## Action item:
Quote the entries below from the line with "Credentials are read" through the line with "async fn main()", both ends included, and only those lines.

## Data provided:
//! Looks up one address over GET and a small batch over POST.
//!
//! Credentials are read from `SMARTY_AUTH_ID` and `SMARTY_AUTH_TOKEN`.
//!
//! Run with: `cargo run --example verify_address`

use smarty_street::{AddressInput, AddressOptional, Client, Credentials, Error};

#[tokio::main]
async fn main() -> Result<(), Box<dyn std::error::Error>> {
    tracing_subscriber::fmt()
        .with_env_filter("smarty_street=debug,verify_address=info")
        .init();

    let auth_id = std::env::var("SMARTY_AUTH_ID")?;
    let auth_token = std::env::var("SMARTY_AUTH_TOKEN")?;

    let client = Client::builder()
        .credentials(Credentials::new(auth_id, auth_token))
        .build()?;

    println!("=== Single lookup ===");
    let input = AddressInput::new()
        .street("3214 N University Ave")
        .city("Provo")
        .state("UT")
        .candidates(3);

    let response = client.get_address(&input, None).await?;
    for candidate in response.iter() {
        println!("{}", candidate.delivery_line_1);
        println!("{}", candidate.last_line);
        if let Some((lat, lon)) = candidate.metadata.coordinates() {
            println!("  at {:.5}, {:.5}", lat, lon);
        }
        println!("  DPV: {:?}", candidate.analysis.dpv_match());
    }
    tracing::info!(
        candidates = response.data.len(),
        latency_ms = response.latency.as_millis(),
        "Single lookup finished"
    );
    println!();

    println!("=== Batch lookup ===");
    let inputs = vec![
        AddressInput::new().freeform("1 Rosedale, Baltimore, MD"),
        AddressInput::new().street("1600 Amphitheatre Pkwy").zipcode("94043"),
        AddressInput::new().street("nowhere"),
    ];
    let optionals = vec![
        Some(AddressOptional::new().input_id("rosedale")),
        Some(AddressOptional::new().input_id("google")),
        None,
    ];

    match client.post_addresses(&inputs, Some(&optionals)).await {
        Ok(response) => {
            for (index, _) in inputs.iter().enumerate() {
                let matches: Vec<_> = response.for_input(index).collect();
                tracing::info!(input = index, candidates = matches.len(), "Batch input matched");
            }
        }
        Err(Error::InvalidBatch { failures, .. }) => {
            println!("Batch rejected before sending:");
            for failure in failures {
                println!("  {}", failure);
            }
        }
        Err(e) => return Err(e.into()),
    }

    Ok(())
}
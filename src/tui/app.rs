//! Application state and event loop

use std::io;
use std::time::Duration;

use chrono::{Local, NaiveDate};
use crossterm::event::{
    self, DisableMouseCapture, EnableMouseCapture, Event, KeyCode, KeyEvent, KeyEventKind,
    MouseButton, MouseEvent, MouseEventKind,
};
use crossterm::execute;
use ratatui::{
    buffer::Buffer,
    layout::Rect,
    style::{Modifier, Style},
    text::{Line, Span},
    widgets::{Paragraph, Widget},
    DefaultTerminal, Frame,
};
use tracing::{debug, info};

use crate::services::fetcher::FetchHandle;
use crate::services::grid::{build_grid, last_populated, populated_cells};
use crate::types::{Config, ContributionRecord, Grid, DAYS_IN_WEEK};

use super::theme::Theme;
use super::widgets::{
    heatmap::{Heatmap, HeatmapLayout, HEATMAP_HEIGHT},
    help::HelpPopup,
    tooltip::Tooltip,
};

/// Rows above the heatmap: title + blank
const HEATMAP_TOP: u16 = 2;

const TITLE: &str = "Contributions";
const HINT: &str = "arrows move · enter pin · ? help · q quit";

/// Tooltip visibility for the selected day
#[derive(Debug, Clone, Copy, PartialEq, Eq, Default)]
pub enum TooltipState {
    #[default]
    Hidden,
    /// Follows the cursor or mouse; hidden again when the mouse leaves the grid
    Hover,
    /// Opened by click or Enter; stays until dismissed
    Pinned,
}

impl TooltipState {
    pub fn is_visible(self) -> bool {
        !matches!(self, Self::Hidden)
    }
}

/// Main application
pub struct App {
    records: Vec<ContributionRecord>,
    fetch: Option<FetchHandle>,
    mounted: bool,
    cursor: Option<(usize, usize)>,
    tooltip: TooltipState,
    show_help: bool,
    should_quit: bool,
    theme: Theme,
    fixed_today: Option<NaiveDate>,
    last_area: Rect,
}

impl App {
    /// Create an app with no data; every day renders as zero until a fetch lands
    pub fn new(theme: Theme) -> Self {
        Self {
            records: Vec::new(),
            fetch: None,
            mounted: false,
            cursor: None,
            tooltip: TooltipState::default(),
            show_help: false,
            should_quit: false,
            theme,
            fixed_today: None,
            last_area: Rect::default(),
        }
    }

    /// Pin "today" instead of reading the wall clock on every render
    pub fn with_today(mut self, today: NaiveDate) -> Self {
        self.fixed_today = Some(today);
        self
    }

    /// Start the one data fetch. Later calls are no-ops.
    pub fn mount(&mut self, config: &Config) {
        if self.mounted {
            return;
        }
        info!(url = %config.url, "fetching contribution data");
        self.fetch = Some(FetchHandle::spawn(config));
        self.mounted = true;
    }

    /// Pick up the fetch result if it has arrived. Returns true when the
    /// records changed and a redraw is due.
    pub fn poll_fetch(&mut self) -> bool {
        let Some(handle) = self.fetch.as_mut() else {
            return false;
        };
        match handle.try_take() {
            Some(records) => {
                debug!(records = records.len(), "contribution data received");
                self.records = records;
                self.fetch = None;
                true
            }
            None => false,
        }
    }

    pub fn today(&self) -> NaiveDate {
        self.fixed_today.unwrap_or_else(|| Local::now().date_naive())
    }

    /// Grid for the current records; rebuilt on every call
    pub fn grid(&self) -> Grid {
        build_grid(&self.records, self.today())
    }

    /// Cursor position if it still points at a day, else today's cell
    fn selected(&self, grid: &Grid) -> Option<(usize, usize)> {
        self.cursor
            .filter(|&pos| is_populated(grid, pos))
            .or_else(|| last_populated(grid))
    }

    /// Handle keyboard and mouse events
    pub fn handle_event(&mut self, event: Event) {
        match event {
            Event::Key(key) if key.kind == KeyEventKind::Press => self.handle_key(key),
            Event::Mouse(mouse) => self.handle_mouse(mouse),
            _ => {}
        }
    }

    fn handle_key(&mut self, key: KeyEvent) {
        if self.show_help {
            match key.code {
                KeyCode::Char('?') | KeyCode::Esc => self.show_help = false,
                KeyCode::Char('q') | KeyCode::Char('Q') => self.should_quit = true,
                _ => {}
            }
            return;
        }

        match key.code {
            KeyCode::Char('q') | KeyCode::Char('Q') => self.should_quit = true,
            KeyCode::Esc => {
                if self.tooltip.is_visible() {
                    self.tooltip = TooltipState::Hidden;
                } else {
                    self.should_quit = true;
                }
            }
            KeyCode::Char('?') => self.show_help = true,
            KeyCode::Left | KeyCode::Char('h') => self.move_cursor(-1, 0),
            KeyCode::Right | KeyCode::Char('l') => self.move_cursor(1, 0),
            KeyCode::Up | KeyCode::Char('k') => self.move_cursor(0, -1),
            KeyCode::Down | KeyCode::Char('j') => self.move_cursor(0, 1),
            KeyCode::Enter | KeyCode::Char(' ') => {
                self.tooltip = match self.tooltip {
                    TooltipState::Pinned => TooltipState::Hidden,
                    _ => TooltipState::Pinned,
                };
            }
            _ => {}
        }
    }

    /// Move the cursor by whole columns/rows; placeholder days are not selectable
    fn move_cursor(&mut self, d_col: isize, d_row: isize) {
        let grid = self.grid();
        let Some((col, row)) = self.selected(&grid) else {
            return;
        };
        let (Some(col), Some(row)) = (col.checked_add_signed(d_col), row.checked_add_signed(d_row))
        else {
            return;
        };
        if col < grid.len() && row < DAYS_IN_WEEK && is_populated(&grid, (col, row)) {
            self.cursor = Some((col, row));
            if self.tooltip == TooltipState::Hidden {
                self.tooltip = TooltipState::Hover;
            }
        }
    }

    fn handle_mouse(&mut self, mouse: MouseEvent) {
        let grid = self.grid();
        let layout = HeatmapLayout::new(Self::heatmap_area(self.last_area), grid.len());
        let hit = layout
            .cell_at(mouse.column, mouse.row)
            .filter(|&pos| is_populated(&grid, pos));

        match mouse.kind {
            // A pinned tooltip keeps its cell until the next click
            MouseEventKind::Moved if self.tooltip == TooltipState::Pinned => {}
            MouseEventKind::Moved => match hit {
                Some(pos) => {
                    self.cursor = Some(pos);
                    self.tooltip = TooltipState::Hover;
                }
                None => self.tooltip = TooltipState::Hidden,
            },
            MouseEventKind::Down(MouseButton::Left) => match hit {
                Some(pos)
                    if self.tooltip == TooltipState::Pinned
                        && self.selected(&grid) == Some(pos) =>
                {
                    self.tooltip = TooltipState::Hidden;
                }
                Some(pos) => {
                    self.cursor = Some(pos);
                    self.tooltip = TooltipState::Pinned;
                }
                None => self.tooltip = TooltipState::Hidden,
            },
            _ => {}
        }
    }

    /// Area the heatmap occupies inside the full frame
    fn heatmap_area(area: Rect) -> Rect {
        let top = HEATMAP_TOP.min(area.height);
        Rect {
            x: area.x,
            y: area.y + top,
            width: area.width,
            height: HEATMAP_HEIGHT.min(area.height - top),
        }
    }

    /// Check if app should quit
    pub fn should_quit(&self) -> bool {
        self.should_quit
    }

    /// Draw the application
    pub fn draw(&mut self, frame: &mut Frame) {
        self.last_area = frame.area();
        frame.render_widget(&*self, self.last_area);
    }

    fn render_title(&self, grid: &Grid, area: Rect, buf: &mut Buffer) {
        let total: u64 = populated_cells(grid).map(|cell| cell.count).sum();
        let title = Line::from(vec![
            Span::styled(
                TITLE,
                Style::default()
                    .fg(self.theme.text())
                    .add_modifier(Modifier::BOLD),
            ),
            Span::styled(
                format!("  {} in the last {} weeks", total, grid.len()),
                Style::default().fg(self.theme.muted()),
            ),
        ]);
        Paragraph::new(title).render(area, buf);
    }
}

fn is_populated(grid: &Grid, (col, row): (usize, usize)) -> bool {
    grid.get(col)
        .and_then(|column| column.get(row))
        .is_some_and(Option::is_some)
}

impl Widget for &App {
    fn render(self, area: Rect, buf: &mut Buffer) {
        if area.height == 0 {
            return;
        }

        // Derived per render
        let grid = self.grid();
        let selected = self.selected(&grid);

        self.render_title(&grid, Rect { height: 1, ..area }, buf);

        let heatmap_area = App::heatmap_area(area);
        Heatmap::new(&grid, self.theme)
            .with_selected(selected)
            .render(heatmap_area, buf);

        let hint_y = heatmap_area.bottom() + 1;
        if hint_y < area.bottom() {
            buf.set_stringn(
                area.x,
                hint_y,
                HINT,
                area.width as usize,
                Style::default().fg(self.theme.muted()),
            );
        }

        if self.tooltip.is_visible() {
            let layout = HeatmapLayout::new(heatmap_area, grid.len());
            if let Some((col, row)) = selected {
                if let (Some(cell), Some(anchor)) = (grid[col][row], layout.cell_origin(col, row)) {
                    let tooltip = Tooltip::new(cell, self.theme);
                    let tooltip_area = tooltip.area_near(anchor, area);
                    tooltip.render(tooltip_area, buf);
                }
            }
        }

        if self.show_help {
            let popup_area = HelpPopup::centered_area(area);
            HelpPopup::new(self.theme).render(popup_area, buf);
        }
    }
}

#[cfg(test)]
impl App {
    fn records(&self) -> &[ContributionRecord] {
        &self.records
    }

    fn tooltip(&self) -> TooltipState {
        self.tooltip
    }

    /// The day under the cursor
    fn selected_cell(&self) -> Option<crate::types::GridCell> {
        let grid = self.grid();
        let (col, row) = self.selected(&grid)?;
        grid[col][row]
    }
}

/// Run the TUI application
pub fn run(config: &Config, today: Option<NaiveDate>) -> anyhow::Result<()> {
    // Detect before raw mode
    let theme = Theme::detect();
    let mut app = App::new(theme);
    if let Some(today) = today {
        app = app.with_today(today);
    }

    let mut terminal = ratatui::init();
    let result = execute!(io::stdout(), EnableMouseCapture)
        .map_err(anyhow::Error::from)
        .and_then(|()| run_app(&mut terminal, &mut app, config));
    let _ = execute!(io::stdout(), DisableMouseCapture);
    ratatui::restore();
    result
}

fn run_app(terminal: &mut DefaultTerminal, app: &mut App, config: &Config) -> anyhow::Result<()> {
    app.mount(config);

    loop {
        terminal.draw(|frame| app.draw(frame))?;

        if app.should_quit() {
            break;
        }

        // Redraw as soon as data lands
        if app.poll_fetch() {
            continue;
        }

        if event::poll(Duration::from_millis(100))? {
            app.handle_event(event::read()?);
        }
    }

    Ok(())
}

## Written answer:
//! Credentials are read from `SMARTY_AUTH_ID` and `SMARTY_AUTH_TOKEN`.
//!
//! Run with: `cargo run --example verify_address`

use smarty_street::{AddressInput, AddressOptional, Client, Credentials, Error};

#[tokio::main]
async fn main() -> Result<(), Box<dyn std::error::Error>> {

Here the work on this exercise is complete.